253 onboard 189 survived.  Net loss 64.


April 4, 2017, Syrian Air Force Sukhoi Su-22 fixed-wing aircraft flew above the town of  Khan Sheikhoun in north-western Syria.  At 6:45 a bomb dropped from it exploded on top of a central building emitting a yellow cloud .  Residents waking up breathed the expanding cloud and immediately had respiratory distress.  It was a chemical attack using Sarin , a nerve gas originally developed in Germany in 1938 as a pesticide . A report concluded that the Syrian government had manufactured the Sarin because the process of synthesizing the nerve agent developed by the Syrian Scientific Studies and Research Centre (SSRC) and employed by the Syrian armed forces and security services involved unique use of hexamine as a stabilizer. DIMP was also known as a by-product generated by this process, it added.  This tag was positive identifier that President Bashar al-Assad had ordered this attack on his own people.  630 townspeople were injured .  541 survived .  Net death 89

June 12, 2016 was Latin Night at a Orlando nightclub.  At 2am the club had last call.  Omar Mateen entered and using  SIG Sauer MCX[8] semi-automatic rifle and a 9mm Glock 17 semi-automatic pistol, sprayed  the club with bullets hitting many of the about 320 inside.  102 were wounded with 53 surviving .  Loss that night at the Pulse gay nightclub was 49 lives including Mateen.

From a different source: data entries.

use std::collections::HashMap;
use std::io::{self, Write};
use std::path::Path;

use clap::Parser;

use crate::opts::{FitOpts, Opts, PredictOpts, Subcommand, WebOpts};
use crate::prelude::*;
use crate::regression::{Dataset, FeatureVector, Model};

mod logging;
mod math;
mod opts;
mod portfolio;
mod prelude;
mod regression;
mod web;

#[tokio::main]
async fn main() -> Result {
    let opts = Opts::parse();
    let _sentry_guard = logging::init(opts.sentry_dsn, opts.traces_sample_rate)?;
    info!(version = env!("CARGO_PKG_VERSION"), "starting…");

    let start_instant = Instant::now();
    let result = match opts.subcommand {
        Subcommand::Web(opts) => run_web(opts).await,
        Subcommand::Fit(opts) => run_fit(&opts),
        Subcommand::Predict(opts) => run_predict(&opts),
    };

    match &result {
        Ok(_) => info!(elapsed = logging::format_elapsed(start_instant).as_str(), "finished"),
        Err(error) => error!(elapsed = logging::format_elapsed(start_instant).as_str(), "{:#}", error),
    }
    result
}

/// Loads the dataset and fits the model. Any failure here is fatal.
fn load_and_fit(dataset_path: &Path) -> Result<(Dataset, Model)> {
    let dataset = Dataset::load(dataset_path)
        .with_context(|| format!("failed to load the dataset from `{}`", dataset_path.display()))?;
    let model = Model::fit(&dataset)
        .with_context(|| format!("failed to fit the model on `{}`", dataset_path.display()))?;
    Ok((dataset, model))
}

async fn run_web(opts: WebOpts) -> Result {
    sentry::configure_scope(|scope| scope.set_tag("app", "web"));
    let (dataset, model) = load_and_fit(&opts.dataset.dataset)?;
    web::run(&opts, Arc::new(model), Arc::new(dataset)).await
}

fn run_fit(opts: &FitOpts) -> Result {
    let (dataset, model) = load_and_fit(&opts.dataset.dataset)?;
    write_summary(&dataset, &model, io::stdout().lock())
}

fn write_summary(dataset: &Dataset, model: &Model, mut writer: impl Write) -> Result {
    writeln!(writer, "samples:   {}", dataset.len())?;
    writeln!(writer, "bias:      {:.6}", model.bias)?;
    for (feature, weight) in model.named_weights() {
        writeln!(writer, "{:<10} {:.6}", format!("{}:", feature), weight)?;
    }
    writeln!(writer, "rmse:      {:.6}", model.diagnostics.rmse)?;
    match model.diagnostics.r_squared {
        Some(r_squared) => writeln!(writer, "r²:        {:.6}", r_squared)?,
        None => writeln!(writer, "r²:        undefined")?,
    }
    Ok(())
}

fn run_predict(opts: &PredictOpts) -> Result {
    println!("{}", predict(opts)?);
    Ok(())
}

fn predict(opts: &PredictOpts) -> Result<f64> {
    let (_, model) = load_and_fit(&opts.dataset.dataset)?;
    let fields: HashMap<String, f64> = opts
        .features()
        .into_iter()
        .map(|(feature, value)| (feature.to_string(), value))
        .collect();
    let features = FeatureVector::try_from(&fields)?;
    Ok(model.predict(&features))
}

On December 26, 2004 a fault between the Burma Plate and the Indian Plate off the cost of sumatra generated a 9.1 magnitide earthquake causing a tsunami in the Indian Ocean.  Residents of Banda Aceh, Indonesia, a city with a population of about 300,000 inhabitants before the tsunami were asleep and had no warning when waves hit the town. The majority of the casualties were in the city. More than 31,000 people wereconfirmed killed in the capital.  In the Indian Ocean basin, the tsuname overall claimed lives of people in 14 countries.  Net loss 227,898 

What is the take away from knowing this mortality tally?   Seemingly, All is chaos, defying order. 

Perhaps if there is an answer it might be in this song ,echoing in my head -

When I was just a little girl
I asked my mother, what will I be
Will I be pretty ?
Will I be rich?
Here's what she said to me
Que será, será
Whatever will be, will be
The future's not ours to see
Que será, será
What will be, will be


When I grew up and fell in love
I asked my sweetheart, what lies ahead
Will we have rainbows
Day after day?
Here's what my sweetheart said
Que será, será
Whatever will be, will be
The future's not ours to see
Que será, será
What will be, will be


Now I have children of my own
They ask their mother, what will I be
Will I be handsome?
Will I be rich?
I tell them tenderly
Que será, será
Whatever will be, will be
The future's not ours to see

Que será, será

What will be, will be
Que será, será.


Happy Birthday Doris



-1956 Columbia Records by Jay Livingston and Ray Evans
Happy Birthday Doris Day April 3 1939, still very much alive

Doris Day popularized the song Que será, será, singing it in the Alfred Hitchcock film “The Man Who Know Too Much” in 1956
-Jerry Wendt  April 3 2019


Note: The aircraft incident is fictional based on a collection from real incidents.